Il faut bien reprendre le contexte de l’époque. À cette date, la Quatrième République n’était pas encore née. De Gaulle, après la Libération, était à la tête du Gouvernement provisoire de la République française. Il y a eu quelques tentatives pour restaurer la Troisième République, en particulier le (pitoyable) Président de la République de 1940, Albert Lebrun, dont le mandat de sept ans n’était pas encore achevé, avait proposé de continuer l’exercice de son mandat, mais De Gaulle ne lui a même pas répondu.

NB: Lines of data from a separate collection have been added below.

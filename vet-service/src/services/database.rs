use crate::config::DEFAULT_DATABASE;
use crate::models::{Vet, VetDocument, VetPayload};
use crate::services::VetStore;
use async_trait::async_trait;
use futures::TryStreamExt;
use mongodb::{
    bson::{doc, oid::ObjectId},
    options::{FindOneAndUpdateOptions, ReturnDocument},
    Client as MongoClient, Collection, Database,
};
use service_core::error::AppError;

pub const VETS_COLLECTION: &str = "vets";

#[derive(Clone)]
pub struct MongoVetStore {
    client: MongoClient,
    db: Database,
}

impl MongoVetStore {
    /// Builds the client. The driver connects lazily, so an unreachable
    /// server only shows up on the first operation.
    pub async fn connect(uri: &str, database: Option<&str>) -> Result<Self, AppError> {
        tracing::info!("Configuring MongoDB client");
        let client = MongoClient::with_uri_str(uri).await.map_err(|e| {
            tracing::error!("Invalid MongoDB connection string: {}", e);
            AppError::from(e)
        })?;

        let db = match database {
            Some(name) => client.database(name),
            None => client
                .default_database()
                .unwrap_or_else(|| client.database(DEFAULT_DATABASE)),
        };
        tracing::info!(database = %db.name(), "Using MongoDB database");

        Ok(Self { client, db })
    }

    pub fn vets(&self) -> Collection<VetDocument> {
        self.db.collection(VETS_COLLECTION)
    }

    pub fn client(&self) -> &MongoClient {
        &self.client
    }
}

/// Lookup form of an id: a string that is not an ObjectId is a cast failure,
/// the same as the driver rejecting the query.
fn cast_id(id: &str) -> Result<ObjectId, AppError> {
    ObjectId::parse_str(id).map_err(|e| {
        tracing::error!(vet_id = %id, "Cast to ObjectId failed: {}", e);
        AppError::DatabaseError(anyhow::anyhow!(
            "Cast to ObjectId failed for value \"{}\": {}",
            id,
            e
        ))
    })
}

/// Write form of an id: a string that is not an ObjectId matches no record.
fn parse_id(id: &str) -> Option<ObjectId> {
    match ObjectId::parse_str(id) {
        Ok(oid) => Some(oid),
        Err(_) => {
            tracing::debug!(vet_id = %id, "Identifier is not an ObjectId");
            None
        }
    }
}

#[async_trait]
impl VetStore for MongoVetStore {
    async fn list(&self) -> Result<Vec<Vet>, AppError> {
        let cursor = self.vets().find(None, None).await.map_err(|e| {
            tracing::error!("Failed to list vets: {}", e);
            AppError::from(e)
        })?;

        let documents: Vec<VetDocument> = cursor.try_collect().await.map_err(|e| {
            tracing::error!("Failed to collect vets: {}", e);
            AppError::from(e)
        })?;

        tracing::debug!(count = documents.len(), "Listed vets");
        Ok(documents.into_iter().map(Vet::from).collect())
    }

    async fn find_by_id(&self, id: &str) -> Result<Option<Vet>, AppError> {
        let oid = cast_id(id)?;

        let document = self
            .vets()
            .find_one(doc! { "_id": oid }, None)
            .await
            .map_err(|e| {
                tracing::error!(vet_id = %id, "Failed to find vet: {}", e);
                AppError::from(e)
            })?;

        Ok(document.map(Vet::from))
    }

    async fn insert(&self, payload: VetPayload) -> Result<Vet, AppError> {
        let document = VetDocument::new(payload);

        self.vets().insert_one(&document, None).await.map_err(|e| {
            tracing::error!("Failed to insert vet: {}", e);
            AppError::from(e)
        })?;

        tracing::debug!(vet_id = %document.id, "Inserted vet");
        Ok(Vet::from(document))
    }

    async fn update(&self, id: &str, payload: VetPayload) -> Result<Option<Vet>, AppError> {
        let Some(oid) = parse_id(id) else {
            return Ok(None);
        };

        // `$set` must not be empty; nothing to change means a plain read.
        if payload.is_empty() {
            let document = self
                .vets()
                .find_one(doc! { "_id": oid }, None)
                .await
                .map_err(|e| {
                    tracing::error!(vet_id = %id, "Failed to find vet: {}", e);
                    AppError::from(e)
                })?;
            return Ok(document.map(Vet::from));
        }

        let changes = mongodb::bson::to_document(&payload).map_err(|e| {
            AppError::InternalError(anyhow::anyhow!("Failed to encode vet update: {}", e))
        })?;

        let options = FindOneAndUpdateOptions::builder()
            .return_document(ReturnDocument::After)
            .build();

        let document = self
            .vets()
            .find_one_and_update(doc! { "_id": oid }, doc! { "$set": changes }, options)
            .await
            .map_err(|e| {
                tracing::error!(vet_id = %id, "Failed to update vet: {}", e);
                AppError::from(e)
            })?;

        Ok(document.map(Vet::from))
    }

    async fn delete(&self, id: &str) -> Result<bool, AppError> {
        let Some(oid) = parse_id(id) else {
            return Ok(false);
        };

        let result = self
            .vets()
            .delete_one(doc! { "_id": oid }, None)
            .await
            .map_err(|e| {
                tracing::error!(vet_id = %id, "Failed to delete vet: {}", e);
                AppError::from(e)
            })?;

        Ok(result.deleted_count > 0)
    }

    async fn health_check(&self) -> Result<(), AppError> {
        self.client
            .database("admin")
            .run_command(doc! { "ping": 1 }, None)
            .await
            .map_err(|e| {
                tracing::error!("MongoDB health check failed: {}", e);
                AppError::from(e)
            })?;
        Ok(())
    }
}
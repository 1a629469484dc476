pub mod tracing;

pub use self::tracing::{make_request_span, request_id_middleware, REQUEST_ID_HEADER};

L’objectif de De Gaulle était double. D’une part, instaurer une nouvelle République et des institutions efficaces, en faisant table rase tant du système politique que de la classe politique qui ont donné Pétain. D’autre part, et là était le paradoxe, inclure dans l’œuvre de redressement national non seulement les forces politiques de la Résistance (dont la première fut les démocrates-chrétiens regroupés au MRP, Mouvement des républicains populaires), mais aussi tous les partis de l’ancien système, en tout cas, ceux qui n’ont pas collaboré en tant qu’organisation : le PCF, la SFIO, les républicains indépendants, les radicaux, etc. C’était la raison d’être du Conseil national de la Résistance (CNR), que ses responsables pussent parler au nom de la France, de toute la France.

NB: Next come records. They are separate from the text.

#![allow(dead_code)]

use axum::{
    body::Body,
    http::{header, Method, Request, StatusCode},
    Router,
};
use async_trait::async_trait;
use http_body_util::BodyExt;
use service_core::config::Config as CoreConfig;
use service_core::error::AppError;
use std::sync::Arc;
use tower::ServiceExt;
use vet_service::config::{MongoConfig, StoreBackend, StoreConfig, VetConfig};
use vet_service::models::{Vet, VetPayload};
use vet_service::services::{InMemoryVetStore, MongoVetStore, VetStore};
use vet_service::startup::{build_router, AppState, Application};

pub fn test_config(backend: StoreBackend, database: Option<String>) -> VetConfig {
    VetConfig {
        // Random port for testing
        common: CoreConfig { port: 0 },
        store: StoreConfig { backend },
        mongodb: MongoConfig {
            uri: std::env::var("TEST_MONGODB_URI")
                .unwrap_or_else(|_| "mongodb://localhost:27017".to_string()),
            database,
        },
    }
}

/// Router over a fresh in-memory store, driven with `oneshot`.
pub fn memory_router() -> (Router, Arc<dyn VetStore>) {
    let store: Arc<dyn VetStore> = Arc::new(InMemoryVetStore::new());
    (build_router(AppState::new(store.clone())), store)
}

/// Store whose every operation fails, as when the database is unreachable.
pub struct UnavailableVetStore;

fn store_down() -> AppError {
    AppError::DatabaseError(anyhow::anyhow!("server selection timeout"))
}

#[async_trait]
impl VetStore for UnavailableVetStore {
    async fn list(&self) -> Result<Vec<Vet>, AppError> {
        Err(store_down())
    }

    async fn find_by_id(&self, _id: &str) -> Result<Option<Vet>, AppError> {
        Err(store_down())
    }

    async fn insert(&self, _payload: VetPayload) -> Result<Vet, AppError> {
        Err(store_down())
    }

    async fn update(&self, _id: &str, _payload: VetPayload) -> Result<Option<Vet>, AppError> {
        Err(store_down())
    }

    async fn delete(&self, _id: &str) -> Result<bool, AppError> {
        Err(store_down())
    }

    async fn health_check(&self) -> Result<(), AppError> {
        Err(store_down())
    }
}

/// Router over a store that is down.
pub fn unavailable_router() -> Router {
    build_router(AppState::new(Arc::new(UnavailableVetStore)))
}

pub struct TestResponse {
    pub status: StatusCode,
    pub body: Vec<u8>,
}

impl TestResponse {
    pub fn json(&self) -> serde_json::Value {
        serde_json::from_slice(&self.body).expect("Response body is not JSON")
    }

    pub fn text(&self) -> String {
        String::from_utf8(self.body.clone()).expect("Response body is not UTF-8")
    }
}

pub async fn send(
    app: &Router,
    method: Method,
    uri: &str,
    body: Option<serde_json::Value>,
) -> TestResponse {
    let request = Request::builder().method(method).uri(uri);
    let request = match body {
        Some(json) => request
            .header(header::CONTENT_TYPE, "application/json")
            .body(Body::from(json.to_string())),
        None => request.body(Body::empty()),
    }
    .expect("Failed to build request");

    send_request(app, request).await
}

pub async fn send_request(app: &Router, request: Request<Body>) -> TestResponse {
    let response = app
        .clone()
        .oneshot(request)
        .await
        .expect("Failed to execute request");

    let status = response.status();
    let body = response
        .into_body()
        .collect()
        .await
        .expect("Failed to read body")
        .to_bytes()
        .to_vec();

    TestResponse { status, body }
}

/// A running server on a random port.
pub struct TestApp {
    pub address: String,
    pub port: u16,
    pub mongo: Option<(MongoVetStore, String)>,
}

impl TestApp {
    pub async fn spawn_in_memory() -> Self {
        let app = Application::build(test_config(StoreBackend::Memory, None))
            .await
            .expect("Failed to build test application");

        Self::start(app, None).await
    }

    /// Requires a MongoDB reachable at `TEST_MONGODB_URI`.
    pub async fn spawn_with_mongo() -> Self {
        let db_name = format!("vet_test_{}", uuid::Uuid::new_v4());
        let config = test_config(StoreBackend::Mongodb, Some(db_name.clone()));

        let db = MongoVetStore::connect(&config.mongodb.uri, Some(&db_name))
            .await
            .expect("Failed to configure MongoDB client");
        let app = Application::build_with_store(config, Arc::new(db.clone()))
            .await
            .expect("Failed to build test application");

        Self::start(app, Some((db, db_name))).await
    }

    async fn start(app: Application, mongo: Option<(MongoVetStore, String)>) -> Self {
        let port = app.port();
        let address = format!("http://127.0.0.1:{}", port);

        tokio::spawn(async move {
            app.run_until_stopped().await.ok();
        });

        // Wait for the server to be ready by polling the health endpoint
        let client = reqwest::Client::new();
        let health_url = format!("{}/health", address);
        for _ in 0..50 {
            if client.get(&health_url).send().await.is_ok() {
                break;
            }
            tokio::time::sleep(tokio::time::Duration::from_millis(50)).await;
        }

        TestApp {
            address,
            port,
            mongo,
        }
    }

    pub fn url(&self, path: &str) -> String {
        format!("{}{}", self.address, path)
    }

    /// Drops the per-test database, if any.
    pub async fn cleanup(&self) {
        if let Some((db, db_name)) = &self.mongo {
            let _ = db.client().database(db_name).drop(None).await;
        }
    }
}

Avec une première urgence, éviter soit l’émergence d’une technostructure étatique communiste (car le PCF était l’un des partis les mieux structurés de France), soit, l’un probablement entraînant l’autre, l’émergence d’une administration provisoire américaine pour empêcher une gestion communiste. Pour cela, il fallait rapidement, une fois tout le territoire libéré et les hauts fonctionnaires nommés et installés (l’équivalent des préfets etc.), rédiger une nouvelle Constitution, par une Assemblée Constituante et la faire adopter par référendum.

Très rapidement, l’unité nationale s’est fendillée sur cette question institutionnelle avec le divorce entre le MRP et De Gaulle (ce qui mettait à rude épreuve les gaullistes du MRP, comme Maurice Schumann, Edmond Michelet, etc.). De Gaulle, par orgueil et par lucidité, a vite compris que la guerre n’avait pas été une leçon suffisante et que le "régime des partis" aurait encore un certain avenir.

De Gaulle a alors pris la décision de démissionner, de quitter (définitivement) le pouvoir. Il a retardé de quelques jours cette décision pour permettre à sa fille Élisabeth de se marier (avec Alain de Boissieu, compagnon de la Libération et membre du cabinet de De Gaulle) le plus calmement possible (le 2 janvier 1946). Il a alors remis ses pouvoirs le 20 janvier 1946 au socialiste Félix Gouin, qui était le Président de l’Assemblée Constituante (la première).

Pour l’anecdote, Edmond Michelet justement, le Ministre des Armées, proposa le 8 avril 1946 à De Gaulle de régulariser son grade dans l’armée française (il n’était que général à titre temporaire en 1940), Félix Gouin voulait en faire un maréchal de France, mais De Gaulle refusa en disant que sa mort se chargerait de régulariser. Il n’a d’ailleurs jamais encaissé sa retraite de militaire (il me semble, c’est à vérifier, mais là n’est pas mon propos).

Revenons au retrait politique de De Gaulle : bouillonnant contre le régime des partis qui se réinstallait, il ne pouvait pas ne pas présenter sa propre vision de l’avenir institutionnel de la France au moment où celui-ci se cristallisait. Il l’a fait dans des circonstances très particulières, le 16 juin 1946 à Bayeux.

Il retournait ainsi dans cette ville normande qui avait été l’une des premières villes françaises à être libérées de l’occupant allemand, le 14 juin 1944 quelques jours après le début du Débarquement, ville qu’il avait donc visitée sous les ovations de la population, la reconquête du territoire national était ainsi en cours. Cet accueil très chaleureux de la population fait à De Gaulle a dissuadé les États-Unis de mettre en place une administration américaine pour gérer les territoires libérés car ils voyaient la légitimité populaire de De Gaulle.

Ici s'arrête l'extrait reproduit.